Ein Polizeibeamter in einem Stadion in Jokohama (Tokio)
Reuters/Phil Noble
Kurz vor Eröffnung

Olympia im Sog der Skandale

Die bevorstehende Eröffnungsfeier der Olympischen Spiele wird von einer Serie an Skandalen überschattet. Der Kreativdirektor der Feier, Kentaro Kobayashi, wurde am Donnerstag wegen eines Witzes über den Holocaust entlassen – er ist damit nicht die einzige führende Figur aus dem Organisatorenteam, der jahrzehntealte Verfehlungen zum Verhängnis geworden sind. Für die Organisatoren kommt das nicht zuletzt aufgrund der Coronavirus-Situation zur Unzeit.

Anlass für Kobayashis Entlassung war ein plötzlich im Internet aufgetauchter Videoclip von einem Sketch von 1998, in dem er als junger Komiker einen Witz über den Holocaust riss. Japans Organisationschefin Seiko Hashimoto entschuldigte sich für den jüngsten Skandal. Sie trage die volle Verantwortung, dass man bei der Vergabe der Posten nicht gründlich hinterfragt habe. Der in Japan populäre Entertainer Kobayashi entschuldigte sich. Seine Wortwahl damals als junger Komiker sei falsch gewesen. Es tue ihm sehr leid.

In dem Sketch von 1998, einer Parodie auf ein TV-Erziehungsprogramm, witzelt er über ein Rollenspiel mit Papierfiguren, das er „lass uns Juden ermorden spielen“ nennt. Nach dem Auftauchen des Clips im Internet warf Rabbi Abraham Cooper vom Simon Wiesenthal Center Kobayashi „bösartige und antisemitische Witze“ vor. „Jede Verbindung dieser Person mit den Olympischen Spielen in Tokio würde das Andenken von sechs Millionen Juden beleidigen und die Paralympics grausam verspotten“. Auch in sozialen Medien hagelte es Kritik an Kobayashi.

Kentaro Kobayashi
AP/Tokyo 2020
Der Kreativdirektor der Eröffnungsfeier, Kentaro Kobayashi, wurde nur einen Tag vor der Zeremonie entlassen

Programm soll noch einmal überprüft werden

Der bekannte japanische Wissenschaftler Ken Mogi nahm Kobayashi dagegen in Schutz. Er verdiene es nicht, für eine kurze Bemerkung, die vor mehr als zwei Jahrzehnten gemacht hatte, so verunglimpft zu werden.
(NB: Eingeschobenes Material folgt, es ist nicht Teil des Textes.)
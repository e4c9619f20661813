//! Look-aside cache for redirect resolution.

mod null_cache;
mod redis_cache;
mod service;

pub use null_cache::NullCache;
pub use redis_cache::RedisCache;
pub use service::{CacheError, CacheResult, CacheService, CachedLink};
//! Per-IP rate limiting using a token bucket.

use axum::Router;
use std::sync::Arc;
use tower_governor::{
    GovernorLayer,
    governor::GovernorConfigBuilder,
    key_extractor::{PeerIpKeyExtractor, SmartIpKeyExtractor},
};

use crate::state::AppState;

/// Sustained rate for authenticated API traffic (requests per second).
const API_PER_SECOND: u64 = 2;
/// Burst allowance on top of the sustained rate.
const API_BURST: u32 = 50;

/// Wraps a router with the API rate limiter.
///
/// Requests over the limit receive `429 Too Many Requests`.
///
/// `behind_proxy` selects the client key: when `true`, the client IP is
/// read from `X-Forwarded-For` / `X-Real-IP` (set this only behind a
/// trusted reverse proxy, the headers are client-controlled otherwise);
/// when `false`, the socket peer address is used.
pub fn apply(router: Router<AppState>, behind_proxy: bool) -> Router<AppState> {
    if behind_proxy {
        let config = Arc::new(
            GovernorConfigBuilder::default()
                .key_extractor(SmartIpKeyExtractor)
                .per_second(API_PER_SECOND)
                .burst_size(API_BURST)
                .finish()
                .expect("governor config is statically valid"),
        );
        router.layer(GovernorLayer::new(config))
    } else {
        let config = Arc::new(
            GovernorConfigBuilder::default()
                .key_extractor(PeerIpKeyExtractor)
                .per_second(API_PER_SECOND)
                .burst_size(API_BURST)
                .finish()
                .expect("governor config is statically valid"),
        );
        router.layer(GovernorLayer::new(config))
    }
}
Kobayashi habe in seinen Shows stets das Gute und Liebevolle im Menschen betont und nie Diskriminierung betrieben, sagte Mogi in einer Stellungnahme auf YouTube.
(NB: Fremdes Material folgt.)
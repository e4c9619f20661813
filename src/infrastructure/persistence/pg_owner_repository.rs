//! PostgreSQL implementation of the owner repository.

use async_trait::async_trait;
use chrono::{DateTime, Utc};
use sqlx::PgPool;
use std::sync::Arc;

use crate::domain::entities::Owner;
use crate::domain::repositories::OwnerRepository;
use crate::error::AppError;

#[derive(sqlx::FromRow)]
struct OwnerRow {
    id: i64,
    name: String,
    revoked: bool,
    created_at: DateTime<Utc>,
    last_used_at: Option<DateTime<Utc>>,
}

impl From<OwnerRow> for Owner {
    fn from(row: OwnerRow) -> Self {
        Owner {
            id: row.id,
            name: row.name,
            revoked: row.revoked,
            created_at: row.created_at,
            last_used_at: row.last_used_at,
        }
    }
}

/// PostgreSQL repository for owner credentials.
pub struct PgOwnerRepository {
    pool: Arc<PgPool>,
}

impl PgOwnerRepository {
    /// Creates a new repository with a database connection pool.
    pub fn new(pool: Arc<PgPool>) -> Self {
        Self { pool }
    }
}

#[async_trait]
impl OwnerRepository for PgOwnerRepository {
    async fn find_by_token_hash(&self, token_hash: &str) -> Result<Option<Owner>, AppError> {
        let row = sqlx::query_as::<_, OwnerRow>(
            r#"
            SELECT id, name, revoked, created_at, last_used_at
            FROM owners
            WHERE token_hash = $1 AND NOT revoked
            "#,
        )
        .bind(token_hash)
        .fetch_optional(self.pool.as_ref())
        .await?;

        Ok(row.map(Owner::from))
    }

    async fn register(&self, name: &str, token_hash: &str) -> Result<Owner, AppError> {
        let row = sqlx::query_as::<_, OwnerRow>(
            r#"
            INSERT INTO owners (name, token_hash)
            VALUES ($1, $2)
            RETURNING id, name, revoked, created_at, last_used_at
            "#,
        )
        .bind(name)
        .bind(token_hash)
        .fetch_one(self.pool.as_ref())
        .await?;

        Ok(row.into())
    }

    async fn touch_last_used(&self, token_hash: &str) -> Result<(), AppError> {
        sqlx::query("UPDATE owners SET last_used_at = NOW() WHERE token_hash = $1")
            .bind(token_hash)
            .execute(self.pool.as_ref())
            .await?;

        Ok(())
    }

    async fn revoke(&self, name: &str) -> Result<bool, AppError> {
        let result = sqlx::query("UPDATE owners SET revoked = TRUE WHERE name = $1 AND NOT revoked")
            .bind(name)
            .execute(self.pool.as_ref())
            .await?;

        Ok(result.rows_affected() > 0)
    }

    async fn list(&self) -> Result<Vec<Owner>, AppError> {
        let rows = sqlx::query_as::<_, OwnerRow>(
            r#"
            SELECT id, name, revoked, created_at, last_used_at
            FROM owners
            ORDER BY created_at DESC
            "#,
        )
        .fetch_all(self.pool.as_ref())
        .await?;

        Ok(rows.into_iter().map(Owner::from).collect())
    }
}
Das gesamte Programm der Eröffnung solle nun noch einmal genau überprüft werden, sagte OK-Geschäftsführer Toshiro Muto am Donnerstag – kaum mehr als 24 Stunden vor Beginn der Zeremonie. Man werde jetzt schnell beraten, wie die Eröffnungsfeier abgehalten werden solle und „so bald wie möglich“ zu einem Ergebnis kommen, ergänzte Organisationschefin Hashimoto.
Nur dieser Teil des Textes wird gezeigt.